#### SOURCE MATERIAL

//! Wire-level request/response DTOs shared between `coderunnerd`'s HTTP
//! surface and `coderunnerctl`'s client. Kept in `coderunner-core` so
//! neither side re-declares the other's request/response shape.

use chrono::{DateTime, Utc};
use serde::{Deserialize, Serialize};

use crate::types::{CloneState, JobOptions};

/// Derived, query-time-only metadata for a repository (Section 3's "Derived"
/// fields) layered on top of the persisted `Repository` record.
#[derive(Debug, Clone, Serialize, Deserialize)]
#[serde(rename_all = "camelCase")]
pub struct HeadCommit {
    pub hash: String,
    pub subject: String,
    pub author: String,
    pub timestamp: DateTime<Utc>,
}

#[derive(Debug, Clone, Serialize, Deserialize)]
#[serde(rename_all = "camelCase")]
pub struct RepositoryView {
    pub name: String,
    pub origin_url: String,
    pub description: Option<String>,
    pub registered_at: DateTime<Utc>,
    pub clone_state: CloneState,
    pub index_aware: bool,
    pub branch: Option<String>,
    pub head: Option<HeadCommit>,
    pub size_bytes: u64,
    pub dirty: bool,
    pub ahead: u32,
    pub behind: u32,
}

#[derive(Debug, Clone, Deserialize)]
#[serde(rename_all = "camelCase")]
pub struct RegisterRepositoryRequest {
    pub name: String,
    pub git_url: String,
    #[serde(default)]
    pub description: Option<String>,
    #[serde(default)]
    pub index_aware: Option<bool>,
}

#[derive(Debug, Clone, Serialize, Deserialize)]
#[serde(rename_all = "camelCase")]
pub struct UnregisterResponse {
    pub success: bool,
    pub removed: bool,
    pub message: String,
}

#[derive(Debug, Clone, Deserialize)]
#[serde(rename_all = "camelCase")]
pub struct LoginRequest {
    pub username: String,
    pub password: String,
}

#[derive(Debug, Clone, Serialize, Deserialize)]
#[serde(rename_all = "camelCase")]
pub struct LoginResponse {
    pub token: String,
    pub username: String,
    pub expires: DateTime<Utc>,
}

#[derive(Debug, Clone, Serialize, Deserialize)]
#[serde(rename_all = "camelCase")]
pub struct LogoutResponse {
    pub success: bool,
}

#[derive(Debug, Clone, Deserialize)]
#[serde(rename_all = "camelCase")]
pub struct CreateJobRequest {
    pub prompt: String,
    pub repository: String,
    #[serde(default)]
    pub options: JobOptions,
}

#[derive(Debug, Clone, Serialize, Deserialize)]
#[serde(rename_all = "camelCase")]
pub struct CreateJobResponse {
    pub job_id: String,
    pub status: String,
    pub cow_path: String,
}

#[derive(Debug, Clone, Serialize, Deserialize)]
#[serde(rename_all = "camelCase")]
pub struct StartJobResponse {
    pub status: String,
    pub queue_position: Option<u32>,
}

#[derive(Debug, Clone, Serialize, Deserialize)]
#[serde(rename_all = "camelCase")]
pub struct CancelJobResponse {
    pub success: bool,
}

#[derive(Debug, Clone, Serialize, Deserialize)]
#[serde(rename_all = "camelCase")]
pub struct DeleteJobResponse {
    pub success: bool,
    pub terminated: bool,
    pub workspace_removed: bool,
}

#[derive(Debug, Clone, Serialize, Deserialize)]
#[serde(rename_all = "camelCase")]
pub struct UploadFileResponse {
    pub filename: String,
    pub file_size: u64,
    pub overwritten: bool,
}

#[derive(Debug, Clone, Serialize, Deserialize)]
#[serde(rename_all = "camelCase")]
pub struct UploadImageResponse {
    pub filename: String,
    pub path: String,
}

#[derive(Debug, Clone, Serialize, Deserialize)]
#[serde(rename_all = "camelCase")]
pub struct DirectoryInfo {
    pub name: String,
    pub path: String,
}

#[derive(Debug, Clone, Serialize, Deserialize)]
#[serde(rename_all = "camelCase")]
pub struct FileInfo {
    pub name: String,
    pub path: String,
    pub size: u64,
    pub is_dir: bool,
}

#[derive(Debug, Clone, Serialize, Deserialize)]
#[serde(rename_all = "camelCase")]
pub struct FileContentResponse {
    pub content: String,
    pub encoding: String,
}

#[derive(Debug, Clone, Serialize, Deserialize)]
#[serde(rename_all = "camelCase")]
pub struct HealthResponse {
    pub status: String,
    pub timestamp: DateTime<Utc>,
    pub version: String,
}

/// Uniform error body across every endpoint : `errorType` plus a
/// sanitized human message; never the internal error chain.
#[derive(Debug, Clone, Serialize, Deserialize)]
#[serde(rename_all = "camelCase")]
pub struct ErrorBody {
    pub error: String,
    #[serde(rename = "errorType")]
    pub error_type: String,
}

########

WHAT YOU NEED TO DO -
Please write the entries out again exactly as they stand.

TASK SOLUTION -
//! Wire-level request/response DTOs shared between `coderunnerd`'s HTTP
//! surface and `coderunnerctl`'s client. Kept in `coderunner-core` so
//! neither side re-declares the other's request/response shape.

use chrono::{DateTime, Utc};
use serde::{Deserialize, Serialize};

use crate::types::{CloneState, JobOptions};

/// Derived, query-time-only metadata for a repository (Section 3's "Derived"
/// fields) layered on top of the persisted `Repository` record.
#[derive(Debug, Clone, Serialize, Deserialize)]
#[serde(rename_all = "camelCase")]
pub struct HeadCommit {
    pub hash: String,
    pub subject: String,
    pub author: String,
    pub timestamp: DateTime<Utc>,
}

#[derive(Debug, Clone, Serialize, Deserialize)]
#[serde(rename_all = "camelCase")]
pub struct RepositoryView {
    pub name: String,
    pub origin_url: String,
    pub description: Option<String>,
    pub registered_at: DateTime<Utc>,
    pub clone_state: CloneState,
    pub index_aware: bool,
    pub branch: Option<String>,
    pub head: Option<HeadCommit>,
    pub size_bytes: u64,
    pub dirty: bool,
    pub ahead: u32,
    pub behind: u32,
}

#[derive(Debug, Clone, Deserialize)]
#[serde(rename_all = "camelCase")]
pub struct RegisterRepositoryRequest {
    pub name: String,
    pub git_url: String,
    #[serde(default)]
    pub description: Option<String>,
    #[serde(default)]
    pub index_aware: Option<bool>,
}

#[derive(Debug, Clone, Serialize, Deserialize)]
#[serde(rename_all = "camelCase")]
pub struct UnregisterResponse {
    pub success: bool,
    pub removed: bool,
    pub message: String,
}

#[derive(Debug, Clone, Deserialize)]
#[serde(rename_all = "camelCase")]
pub struct LoginRequest {
    pub username: String,
    pub password: String,
}

#[derive(Debug, Clone, Serialize, Deserialize)]
#[serde(rename_all = "camelCase")]
pub struct LoginResponse {
    pub token: String,
    pub username: String,
    pub expires: DateTime<Utc>,
}

#[derive(Debug, Clone, Serialize, Deserialize)]
#[serde(rename_all = "camelCase")]
pub struct LogoutResponse {
    pub success: bool,
}

#[derive(Debug, Clone, Deserialize)]
#[serde(rename_all = "camelCase")]
pub struct CreateJobRequest {
    pub prompt: String,
    pub repository: String,
    #[serde(default)]
    pub options: JobOptions,
}

#[derive(Debug, Clone, Serialize, Deserialize)]
#[serde(rename_all = "camelCase")]
pub struct CreateJobResponse {
    pub job_id: String,
    pub status: String,
    pub cow_path: String,
}

#[derive(Debug, Clone, Serialize, Deserialize)]
#[serde(rename_all = "camelCase")]
pub struct StartJobResponse {
    pub status: String,
    pub queue_position: Option<u32>,
}

#[derive(Debug, Clone, Serialize, Deserialize)]
#[serde(rename_all = "camelCase")]
pub struct CancelJobResponse {
    pub success: bool,
}

#[derive(Debug, Clone, Serialize, Deserialize)]
#[serde(rename_all = "camelCase")]
pub struct DeleteJobResponse {
    pub success: bool,
    pub terminated: bool,
    pub workspace_removed: bool,
}

#[derive(Debug, Clone, Serialize, Deserialize)]
#[serde(rename_all = "camelCase")]
pub struct UploadFileResponse {
    pub filename: String,
    pub file_size: u64,
    pub overwritten: bool,
}

#[derive(Debug, Clone, Serialize, Deserialize)]
#[serde(rename_all = "camelCase")]
pub struct UploadImageResponse {
    pub filename: String,
    pub path: String,
}

#[derive(Debug, Clone, Serialize, Deserialize)]
#[serde(rename_all = "camelCase")]
pub struct DirectoryInfo {
    pub name: String,
    pub path: String,
}

#[derive(Debug, Clone, Serialize, Deserialize)]
#[serde(rename_all = "camelCase")]
pub struct FileInfo {
    pub name: String,
    pub path: String,
    pub size: u64,
    pub is_dir: bool,
}

#[derive(Debug, Clone, Serialize, Deserialize)]
#[serde(rename_all = "camelCase")]
pub struct FileContentResponse {
    pub content: String,
    pub encoding: String,
}

#[derive(Debug, Clone, Serialize, Deserialize)]
#[serde(rename_all = "camelCase")]
pub struct HealthResponse {
    pub status: String,
    pub timestamp: DateTime<Utc>,
    pub version: String,
}

/// Uniform error body across every endpoint : `errorType` plus a
/// sanitized human message; never the internal error chain.
#[derive(Debug, Clone, Serialize, Deserialize)]
#[serde(rename_all = "camelCase")]
pub struct ErrorBody {
    pub error: String,
    #[serde(rename = "errorType")]
    pub error_type: String,
}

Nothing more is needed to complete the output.